Multi-scale analysis of global electromagnetic instabilities in ITER pre-fusion-power operation plasmas

Abstract

Abstract Global electromagnetic gyrokinetic simulations are performed with the particle-in-cell code ORB5 for an ITER pre-fusion-power-operation plasma scenario, with half-field (2.65 T) and half-current (7.5 MA). We report on a ‘multi-scale‘ analysis of the discharge, considering eigenmodes and instabilities across three scale-lengths (n < 35, 45 < n < 70, n > 100). Although the scenario will nominally have neutral beam heating with particles injected with 1 MeV, Alfvén eigenmodes are investigated in the absence of such source, and reversed shear, toroidal and elliptical Alfvén eigenmodes are found with weak damping for moderately low toroidal mode numbers (10 ⩽ n ⩽ 35).
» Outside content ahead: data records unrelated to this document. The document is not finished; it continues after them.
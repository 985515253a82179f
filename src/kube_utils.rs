//! Shared Kubernetes utilities using kube-rs
//!
//! Deadline/cancellation wrapping for API calls, kubeconfig parsing and
//! client construction for remote clusters.

use std::future::Future;
use std::time::Duration;

use kube::config::{KubeConfigOptions, Kubeconfig};
use kube::{Client, Config};
use tokio_util::sync::CancellationToken;

use crate::Error;

/// Run an API call with a deadline, aborting early if `cancel` fires
///
/// The future is dropped as soon as either the deadline passes or the token is
/// cancelled, so no result is produced and then discarded.
pub async fn with_deadline<T, F>(
    operation: &str,
    timeout: Duration,
    cancel: &CancellationToken,
    fut: F,
) -> Result<T, Error>
where
    F: Future<Output = Result<T, Error>>,
{
    tokio::select! {
        biased;
        _ = cancel.cancelled() => Err(Error::cancelled(operation)),
        result = tokio::time::timeout(timeout, fut) => match result {
            Ok(inner) => inner,
            Err(_) => Err(Error::timeout(operation, timeout)),
        },
    }
}

/// Parse kubeconfig bytes (YAML or JSON) into a typed kubeconfig
///
/// Errors are plain strings so the caller can attach secret coordinates.
pub fn parse_kubeconfig(data: &[u8]) -> Result<Kubeconfig, String> {
    let text = std::str::from_utf8(data).map_err(|e| format!("invalid kubeconfig UTF-8: {e}"))?;
    if text.trim().is_empty() {
        return Err("kubeconfig is empty".to_string());
    }

    let kubeconfig: Kubeconfig =
        serde_yaml::from_str(text).map_err(|e| format!("invalid kubeconfig YAML: {e}"))?;

    if kubeconfig.clusters.is_empty() {
        return Err("kubeconfig defines no clusters".to_string());
    }
    let has_context = kubeconfig.current_context.is_some() || !kubeconfig.contexts.is_empty();
    if !has_context && kubeconfig.clusters.len() > 1 {
        return Err("kubeconfig has several clusters but no context to pick one".to_string());
    }

    Ok(kubeconfig)
}

/// Build a kube client from a parsed kubeconfig with the given timeouts
///
/// Construction is lazy: no request is sent to the API server here.
pub async fn client_from_kubeconfig(
    kubeconfig: Kubeconfig,
    connect_timeout: Duration,
    read_timeout: Duration,
) -> Result<Client, Error> {
    let mut config = Config::from_custom_kubeconfig(kubeconfig, &KubeConfigOptions::default())
        .await
        .map_err(|e| Error::connect(format!("failed to build client config: {e}")))?;
    config.connect_timeout = Some(connect_timeout);
    config.read_timeout = Some(read_timeout);
    Client::try_from(config).map_err(|e| Error::connect(format!("failed to create client: {e}")))
}

/// Hex SHA-256 digest of the input, used to key caches off content
pub fn content_fingerprint(input: &[u8]) -> String {
    use aws_lc_rs::digest;
    let hash = digest::digest(&digest::SHA256, input);
    hash.as_ref()
        .iter()
        .fold(String::with_capacity(64), |mut s, b| {
            use std::fmt::Write;
            let _ = write!(s, "{:02x}", b);
            s
        })
}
At higher toroidal mode numbers (40 ⩽ n ⩽ 70), unstable Alfvénic modes have been observed close to rational surfaces and are labelled as beta-induced Alfvén eigenmodes (BAEs)/Alfvénic ion temperature gradient modes, since their frequency is associated with the BAE gap and they are driven by the bulk plasma on the Alfvénic continuum. These modes are unstable in the absence of energetic particles (EPs), and adding a species of EPs (with an isotropic 1 MeV slowing down distribution) has negligible impact on their growth rate. At higher toroidal mode numbers (n ⪅ 200), low frequency microscale instabilities are observed.